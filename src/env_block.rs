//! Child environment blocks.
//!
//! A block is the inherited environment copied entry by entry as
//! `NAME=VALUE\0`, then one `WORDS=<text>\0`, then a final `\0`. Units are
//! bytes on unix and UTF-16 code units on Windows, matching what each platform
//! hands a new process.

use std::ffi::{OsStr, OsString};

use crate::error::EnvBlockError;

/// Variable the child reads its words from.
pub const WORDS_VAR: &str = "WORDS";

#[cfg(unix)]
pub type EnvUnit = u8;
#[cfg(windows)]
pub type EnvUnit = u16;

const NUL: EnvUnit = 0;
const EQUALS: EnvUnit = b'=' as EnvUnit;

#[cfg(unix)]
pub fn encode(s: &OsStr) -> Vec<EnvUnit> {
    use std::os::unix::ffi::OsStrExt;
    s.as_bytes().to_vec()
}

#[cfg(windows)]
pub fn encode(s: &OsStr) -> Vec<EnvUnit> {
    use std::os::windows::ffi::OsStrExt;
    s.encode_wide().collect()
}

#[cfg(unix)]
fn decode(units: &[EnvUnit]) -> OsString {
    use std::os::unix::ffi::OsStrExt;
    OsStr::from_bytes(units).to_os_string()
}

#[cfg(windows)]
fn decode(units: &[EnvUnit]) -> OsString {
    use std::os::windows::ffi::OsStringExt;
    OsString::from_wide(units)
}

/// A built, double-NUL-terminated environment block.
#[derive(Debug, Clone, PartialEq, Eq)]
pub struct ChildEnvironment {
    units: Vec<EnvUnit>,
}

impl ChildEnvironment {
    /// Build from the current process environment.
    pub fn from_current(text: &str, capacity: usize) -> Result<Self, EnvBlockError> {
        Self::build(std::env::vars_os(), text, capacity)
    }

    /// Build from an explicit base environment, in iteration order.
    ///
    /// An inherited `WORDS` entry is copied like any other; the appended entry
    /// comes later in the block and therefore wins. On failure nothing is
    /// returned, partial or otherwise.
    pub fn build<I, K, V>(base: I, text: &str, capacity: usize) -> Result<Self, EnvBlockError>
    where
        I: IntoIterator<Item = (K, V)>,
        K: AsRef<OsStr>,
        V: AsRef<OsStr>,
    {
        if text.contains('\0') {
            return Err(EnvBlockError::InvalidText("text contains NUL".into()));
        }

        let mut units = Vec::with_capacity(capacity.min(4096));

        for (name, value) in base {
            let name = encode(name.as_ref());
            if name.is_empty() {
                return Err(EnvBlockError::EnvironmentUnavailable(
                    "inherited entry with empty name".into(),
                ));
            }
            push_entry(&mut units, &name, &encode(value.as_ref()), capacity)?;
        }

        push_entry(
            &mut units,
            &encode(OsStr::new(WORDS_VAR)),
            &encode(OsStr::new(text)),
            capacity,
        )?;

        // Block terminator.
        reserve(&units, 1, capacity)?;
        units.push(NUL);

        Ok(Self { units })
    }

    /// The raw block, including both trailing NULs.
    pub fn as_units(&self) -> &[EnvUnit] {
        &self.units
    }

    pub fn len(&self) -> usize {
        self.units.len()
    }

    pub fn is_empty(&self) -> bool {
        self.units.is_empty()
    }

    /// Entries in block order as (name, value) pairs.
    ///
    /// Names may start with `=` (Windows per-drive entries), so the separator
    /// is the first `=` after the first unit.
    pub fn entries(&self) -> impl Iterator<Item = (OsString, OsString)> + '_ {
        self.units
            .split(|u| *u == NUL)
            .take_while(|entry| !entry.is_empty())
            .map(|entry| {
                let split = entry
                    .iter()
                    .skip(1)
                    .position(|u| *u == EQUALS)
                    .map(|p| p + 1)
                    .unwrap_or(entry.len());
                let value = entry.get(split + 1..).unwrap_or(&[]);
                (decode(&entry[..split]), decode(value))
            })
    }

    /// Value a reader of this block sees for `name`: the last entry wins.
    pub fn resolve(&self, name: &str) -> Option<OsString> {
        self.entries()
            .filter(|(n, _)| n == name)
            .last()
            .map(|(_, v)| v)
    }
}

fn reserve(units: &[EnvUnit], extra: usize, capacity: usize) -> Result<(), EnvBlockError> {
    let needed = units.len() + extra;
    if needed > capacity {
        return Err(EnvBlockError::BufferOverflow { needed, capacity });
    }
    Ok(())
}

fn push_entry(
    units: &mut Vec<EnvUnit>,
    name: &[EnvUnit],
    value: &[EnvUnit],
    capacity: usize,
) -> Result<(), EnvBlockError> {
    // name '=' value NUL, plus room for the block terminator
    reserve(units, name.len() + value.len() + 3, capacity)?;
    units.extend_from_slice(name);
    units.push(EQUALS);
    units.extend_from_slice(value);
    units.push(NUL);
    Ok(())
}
○ ○ ○ ○
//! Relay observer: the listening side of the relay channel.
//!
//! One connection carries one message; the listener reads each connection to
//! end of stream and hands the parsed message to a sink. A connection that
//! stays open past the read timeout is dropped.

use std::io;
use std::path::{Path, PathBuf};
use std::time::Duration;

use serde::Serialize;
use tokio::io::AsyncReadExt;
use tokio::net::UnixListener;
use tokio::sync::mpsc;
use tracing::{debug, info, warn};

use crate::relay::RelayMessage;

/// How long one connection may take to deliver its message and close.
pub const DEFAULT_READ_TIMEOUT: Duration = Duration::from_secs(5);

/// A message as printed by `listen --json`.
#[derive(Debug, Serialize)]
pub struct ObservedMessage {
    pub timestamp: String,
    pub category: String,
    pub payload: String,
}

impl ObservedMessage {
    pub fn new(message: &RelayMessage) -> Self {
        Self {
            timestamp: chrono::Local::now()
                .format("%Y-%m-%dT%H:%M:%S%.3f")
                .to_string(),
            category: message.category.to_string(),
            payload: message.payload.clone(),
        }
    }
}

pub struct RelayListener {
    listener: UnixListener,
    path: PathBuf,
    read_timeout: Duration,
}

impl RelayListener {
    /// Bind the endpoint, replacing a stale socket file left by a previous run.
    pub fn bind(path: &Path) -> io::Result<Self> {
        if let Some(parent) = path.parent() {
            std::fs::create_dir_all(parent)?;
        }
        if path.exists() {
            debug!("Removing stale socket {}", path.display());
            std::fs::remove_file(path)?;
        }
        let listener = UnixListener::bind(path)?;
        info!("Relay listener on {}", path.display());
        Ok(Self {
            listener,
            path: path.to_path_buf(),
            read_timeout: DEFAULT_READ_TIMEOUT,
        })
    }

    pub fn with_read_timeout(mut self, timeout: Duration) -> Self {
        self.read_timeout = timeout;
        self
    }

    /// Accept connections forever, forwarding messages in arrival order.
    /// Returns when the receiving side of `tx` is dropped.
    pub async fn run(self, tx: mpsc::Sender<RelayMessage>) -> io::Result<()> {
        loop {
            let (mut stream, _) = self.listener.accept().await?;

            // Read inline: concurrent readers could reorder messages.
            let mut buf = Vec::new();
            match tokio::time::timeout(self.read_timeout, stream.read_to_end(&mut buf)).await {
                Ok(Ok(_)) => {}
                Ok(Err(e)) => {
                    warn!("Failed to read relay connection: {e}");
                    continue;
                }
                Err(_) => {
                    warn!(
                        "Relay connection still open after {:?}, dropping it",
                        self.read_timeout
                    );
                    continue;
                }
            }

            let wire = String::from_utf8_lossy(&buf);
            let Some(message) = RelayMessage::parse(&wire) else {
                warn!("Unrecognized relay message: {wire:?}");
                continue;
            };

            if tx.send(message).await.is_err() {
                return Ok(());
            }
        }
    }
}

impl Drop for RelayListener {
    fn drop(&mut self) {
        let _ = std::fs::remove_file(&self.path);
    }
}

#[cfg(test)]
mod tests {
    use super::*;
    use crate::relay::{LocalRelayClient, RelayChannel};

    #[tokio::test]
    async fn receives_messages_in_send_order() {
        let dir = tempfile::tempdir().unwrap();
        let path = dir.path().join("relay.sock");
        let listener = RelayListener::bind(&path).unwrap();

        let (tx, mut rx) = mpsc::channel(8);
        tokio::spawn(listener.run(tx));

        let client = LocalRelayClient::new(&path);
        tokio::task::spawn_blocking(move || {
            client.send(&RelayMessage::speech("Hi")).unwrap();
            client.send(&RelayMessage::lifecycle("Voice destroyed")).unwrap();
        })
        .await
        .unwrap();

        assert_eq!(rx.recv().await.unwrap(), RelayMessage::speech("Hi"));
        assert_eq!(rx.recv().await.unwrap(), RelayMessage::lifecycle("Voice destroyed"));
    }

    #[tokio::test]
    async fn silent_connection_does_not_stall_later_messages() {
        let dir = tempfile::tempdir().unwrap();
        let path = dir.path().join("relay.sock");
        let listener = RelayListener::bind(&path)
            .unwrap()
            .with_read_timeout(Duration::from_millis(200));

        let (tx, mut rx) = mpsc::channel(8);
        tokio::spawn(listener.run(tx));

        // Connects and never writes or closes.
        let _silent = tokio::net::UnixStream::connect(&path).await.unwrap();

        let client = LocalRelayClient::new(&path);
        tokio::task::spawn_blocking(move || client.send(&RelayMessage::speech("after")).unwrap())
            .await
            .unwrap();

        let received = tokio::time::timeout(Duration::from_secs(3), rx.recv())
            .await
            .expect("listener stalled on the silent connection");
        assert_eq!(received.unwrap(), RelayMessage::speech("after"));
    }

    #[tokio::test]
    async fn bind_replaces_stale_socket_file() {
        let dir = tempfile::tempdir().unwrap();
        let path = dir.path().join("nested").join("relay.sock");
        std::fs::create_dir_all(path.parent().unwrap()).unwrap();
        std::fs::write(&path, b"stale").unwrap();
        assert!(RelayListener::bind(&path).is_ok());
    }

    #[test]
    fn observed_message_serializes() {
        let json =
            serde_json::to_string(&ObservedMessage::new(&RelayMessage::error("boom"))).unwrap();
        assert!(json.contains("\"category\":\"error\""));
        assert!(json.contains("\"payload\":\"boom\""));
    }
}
○ ○ ○ ○
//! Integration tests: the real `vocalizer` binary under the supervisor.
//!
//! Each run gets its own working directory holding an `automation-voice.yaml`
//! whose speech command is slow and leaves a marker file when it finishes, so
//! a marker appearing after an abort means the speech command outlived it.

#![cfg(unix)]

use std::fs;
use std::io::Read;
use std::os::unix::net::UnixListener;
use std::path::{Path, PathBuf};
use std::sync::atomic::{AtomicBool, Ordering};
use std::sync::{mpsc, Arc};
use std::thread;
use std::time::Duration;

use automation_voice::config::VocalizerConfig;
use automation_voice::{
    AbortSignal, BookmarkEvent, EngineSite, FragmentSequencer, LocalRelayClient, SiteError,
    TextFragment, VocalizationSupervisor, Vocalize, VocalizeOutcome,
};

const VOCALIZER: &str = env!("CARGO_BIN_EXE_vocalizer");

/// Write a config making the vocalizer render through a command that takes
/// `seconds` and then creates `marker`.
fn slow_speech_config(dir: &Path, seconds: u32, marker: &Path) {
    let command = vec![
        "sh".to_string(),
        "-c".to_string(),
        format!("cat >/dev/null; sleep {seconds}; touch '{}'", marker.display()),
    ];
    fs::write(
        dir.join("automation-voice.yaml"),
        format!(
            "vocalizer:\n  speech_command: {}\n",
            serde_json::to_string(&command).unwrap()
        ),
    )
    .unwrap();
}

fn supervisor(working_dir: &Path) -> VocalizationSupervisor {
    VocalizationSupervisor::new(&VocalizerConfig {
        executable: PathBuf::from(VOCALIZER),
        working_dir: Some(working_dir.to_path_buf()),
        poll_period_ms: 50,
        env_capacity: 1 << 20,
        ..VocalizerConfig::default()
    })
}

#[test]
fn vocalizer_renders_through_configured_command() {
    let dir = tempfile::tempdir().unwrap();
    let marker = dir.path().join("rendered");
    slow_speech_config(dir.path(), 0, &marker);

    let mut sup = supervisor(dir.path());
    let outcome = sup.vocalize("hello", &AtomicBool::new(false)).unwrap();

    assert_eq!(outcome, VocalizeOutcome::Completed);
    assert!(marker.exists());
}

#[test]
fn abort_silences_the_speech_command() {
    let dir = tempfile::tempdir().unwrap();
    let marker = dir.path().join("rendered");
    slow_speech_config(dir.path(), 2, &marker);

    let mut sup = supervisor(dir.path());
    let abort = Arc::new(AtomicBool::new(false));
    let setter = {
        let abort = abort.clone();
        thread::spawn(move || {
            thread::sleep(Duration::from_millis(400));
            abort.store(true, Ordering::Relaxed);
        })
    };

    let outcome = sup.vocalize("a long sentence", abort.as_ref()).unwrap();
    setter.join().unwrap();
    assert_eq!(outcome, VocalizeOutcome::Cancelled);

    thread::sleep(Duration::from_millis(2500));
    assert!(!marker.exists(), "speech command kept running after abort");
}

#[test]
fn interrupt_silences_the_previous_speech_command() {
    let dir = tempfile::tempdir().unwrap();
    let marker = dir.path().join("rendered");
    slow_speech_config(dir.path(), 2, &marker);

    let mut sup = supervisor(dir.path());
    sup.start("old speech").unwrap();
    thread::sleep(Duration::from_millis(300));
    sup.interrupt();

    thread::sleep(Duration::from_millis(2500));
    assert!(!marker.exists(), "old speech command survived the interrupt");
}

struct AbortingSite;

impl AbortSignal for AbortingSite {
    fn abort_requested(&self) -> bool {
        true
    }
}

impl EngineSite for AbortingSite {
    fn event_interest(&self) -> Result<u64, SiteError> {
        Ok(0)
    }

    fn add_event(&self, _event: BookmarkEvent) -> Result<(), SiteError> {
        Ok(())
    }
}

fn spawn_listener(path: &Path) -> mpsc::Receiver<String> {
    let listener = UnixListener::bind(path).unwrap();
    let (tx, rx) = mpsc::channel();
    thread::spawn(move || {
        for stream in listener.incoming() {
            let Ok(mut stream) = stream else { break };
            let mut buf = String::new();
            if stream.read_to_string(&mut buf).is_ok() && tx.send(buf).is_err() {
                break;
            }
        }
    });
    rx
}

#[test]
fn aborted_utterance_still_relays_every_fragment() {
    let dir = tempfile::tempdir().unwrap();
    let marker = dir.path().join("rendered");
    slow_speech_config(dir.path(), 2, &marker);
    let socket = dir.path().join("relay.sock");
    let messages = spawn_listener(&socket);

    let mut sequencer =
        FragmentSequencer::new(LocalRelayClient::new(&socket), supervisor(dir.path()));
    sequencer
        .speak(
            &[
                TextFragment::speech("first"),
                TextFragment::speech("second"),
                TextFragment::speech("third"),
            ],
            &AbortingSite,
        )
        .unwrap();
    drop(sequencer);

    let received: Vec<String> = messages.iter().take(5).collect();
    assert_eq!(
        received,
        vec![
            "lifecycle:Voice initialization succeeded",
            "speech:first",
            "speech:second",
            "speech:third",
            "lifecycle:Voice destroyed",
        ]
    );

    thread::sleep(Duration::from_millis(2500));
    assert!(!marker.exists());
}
○ ○ ○ ○
• [Exercise description] Among the lines of the material, some contain the string "base". State how many, and nothing more.

• [Response to the exercise] 3